■ PROBLEM DESCRIPTION ■
When you reach the line in the listing below that contains "ctx, volume: 0.8", begin returning lines exactly as written, and stop after the line that contains "if let Some(ctx)". Return no other lines.
= Beginning of Section =
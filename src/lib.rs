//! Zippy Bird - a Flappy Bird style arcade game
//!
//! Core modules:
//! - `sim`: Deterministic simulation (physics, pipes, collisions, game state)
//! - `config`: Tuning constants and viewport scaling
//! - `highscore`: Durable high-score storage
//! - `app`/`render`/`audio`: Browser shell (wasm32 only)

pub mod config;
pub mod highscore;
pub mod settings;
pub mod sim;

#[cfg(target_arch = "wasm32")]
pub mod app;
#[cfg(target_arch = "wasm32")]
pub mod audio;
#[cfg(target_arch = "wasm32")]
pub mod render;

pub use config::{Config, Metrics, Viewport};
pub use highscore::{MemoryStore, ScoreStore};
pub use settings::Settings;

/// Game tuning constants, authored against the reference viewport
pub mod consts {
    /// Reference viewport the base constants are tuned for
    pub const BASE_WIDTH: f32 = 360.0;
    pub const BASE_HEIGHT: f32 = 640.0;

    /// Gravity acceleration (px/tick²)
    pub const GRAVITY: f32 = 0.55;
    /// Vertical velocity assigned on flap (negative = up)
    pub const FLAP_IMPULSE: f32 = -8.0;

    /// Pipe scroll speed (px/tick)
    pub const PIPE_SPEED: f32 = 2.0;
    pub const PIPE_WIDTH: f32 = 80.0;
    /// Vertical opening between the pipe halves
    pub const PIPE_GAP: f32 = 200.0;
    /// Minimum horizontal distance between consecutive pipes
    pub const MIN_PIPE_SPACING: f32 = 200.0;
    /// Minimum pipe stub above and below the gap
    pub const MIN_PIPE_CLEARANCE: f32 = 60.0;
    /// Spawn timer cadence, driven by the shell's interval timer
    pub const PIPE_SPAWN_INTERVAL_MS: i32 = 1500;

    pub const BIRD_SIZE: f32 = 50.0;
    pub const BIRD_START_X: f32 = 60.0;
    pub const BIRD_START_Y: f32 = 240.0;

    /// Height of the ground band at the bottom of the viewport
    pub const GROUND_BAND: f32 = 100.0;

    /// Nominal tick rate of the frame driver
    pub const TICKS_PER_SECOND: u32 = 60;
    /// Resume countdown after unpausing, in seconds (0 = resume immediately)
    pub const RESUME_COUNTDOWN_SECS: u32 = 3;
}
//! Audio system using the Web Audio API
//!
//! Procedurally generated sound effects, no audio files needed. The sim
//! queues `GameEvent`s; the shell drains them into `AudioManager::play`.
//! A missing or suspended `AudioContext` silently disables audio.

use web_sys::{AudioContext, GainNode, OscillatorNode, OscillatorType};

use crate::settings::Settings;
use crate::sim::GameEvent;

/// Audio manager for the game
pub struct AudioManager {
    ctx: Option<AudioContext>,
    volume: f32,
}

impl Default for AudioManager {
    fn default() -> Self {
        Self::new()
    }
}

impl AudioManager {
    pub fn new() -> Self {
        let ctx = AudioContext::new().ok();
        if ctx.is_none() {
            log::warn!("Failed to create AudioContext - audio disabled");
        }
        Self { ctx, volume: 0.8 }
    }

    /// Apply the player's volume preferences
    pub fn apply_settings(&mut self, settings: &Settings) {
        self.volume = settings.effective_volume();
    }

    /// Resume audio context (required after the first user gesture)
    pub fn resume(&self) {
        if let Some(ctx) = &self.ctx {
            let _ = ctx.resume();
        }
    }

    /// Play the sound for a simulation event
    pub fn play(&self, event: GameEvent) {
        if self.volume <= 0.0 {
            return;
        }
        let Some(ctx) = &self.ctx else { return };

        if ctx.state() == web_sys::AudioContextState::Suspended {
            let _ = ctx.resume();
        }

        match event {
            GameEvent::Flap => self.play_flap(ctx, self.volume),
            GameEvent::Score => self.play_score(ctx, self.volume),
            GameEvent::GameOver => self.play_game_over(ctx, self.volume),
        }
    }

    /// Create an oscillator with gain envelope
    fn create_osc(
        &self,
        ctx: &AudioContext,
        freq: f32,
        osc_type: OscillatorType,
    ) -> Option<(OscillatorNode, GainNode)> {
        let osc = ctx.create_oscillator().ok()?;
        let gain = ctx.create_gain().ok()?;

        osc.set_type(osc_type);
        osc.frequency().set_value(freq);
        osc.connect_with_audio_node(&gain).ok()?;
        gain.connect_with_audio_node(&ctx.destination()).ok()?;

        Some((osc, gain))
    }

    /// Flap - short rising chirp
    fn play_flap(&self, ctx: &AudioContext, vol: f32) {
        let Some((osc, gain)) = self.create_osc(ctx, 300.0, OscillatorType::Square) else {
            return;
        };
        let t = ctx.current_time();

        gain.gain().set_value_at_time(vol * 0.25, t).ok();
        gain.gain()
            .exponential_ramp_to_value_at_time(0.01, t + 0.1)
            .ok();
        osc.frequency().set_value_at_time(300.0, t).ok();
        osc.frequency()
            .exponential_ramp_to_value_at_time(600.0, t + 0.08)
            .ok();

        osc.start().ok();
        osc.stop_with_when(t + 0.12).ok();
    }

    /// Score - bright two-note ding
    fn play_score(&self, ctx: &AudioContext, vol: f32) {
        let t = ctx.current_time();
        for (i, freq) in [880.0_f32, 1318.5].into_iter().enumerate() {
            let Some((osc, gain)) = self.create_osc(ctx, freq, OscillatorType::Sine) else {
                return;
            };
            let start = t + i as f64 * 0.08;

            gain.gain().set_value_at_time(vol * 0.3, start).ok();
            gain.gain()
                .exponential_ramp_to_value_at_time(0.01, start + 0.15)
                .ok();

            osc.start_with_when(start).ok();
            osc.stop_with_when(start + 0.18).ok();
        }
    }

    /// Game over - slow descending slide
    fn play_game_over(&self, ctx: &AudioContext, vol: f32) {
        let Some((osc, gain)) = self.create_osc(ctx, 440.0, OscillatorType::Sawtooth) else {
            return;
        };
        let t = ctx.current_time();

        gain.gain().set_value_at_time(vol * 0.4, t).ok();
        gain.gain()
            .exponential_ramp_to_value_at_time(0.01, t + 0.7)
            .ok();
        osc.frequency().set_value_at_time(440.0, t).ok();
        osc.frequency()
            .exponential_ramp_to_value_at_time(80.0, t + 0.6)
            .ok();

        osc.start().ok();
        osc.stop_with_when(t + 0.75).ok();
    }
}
= End of Section =
■ SOLVED EXERCISE ■
        Self { ctx, volume: 0.8 }
    }

    /// Apply the player's volume preferences
    pub fn apply_settings(&mut self, settings: &Settings) {
        self.volume = settings.effective_volume();
    }

    /// Resume audio context (required after the first user gesture)
    pub fn resume(&self) {
        if let Some(ctx) = &self.ctx {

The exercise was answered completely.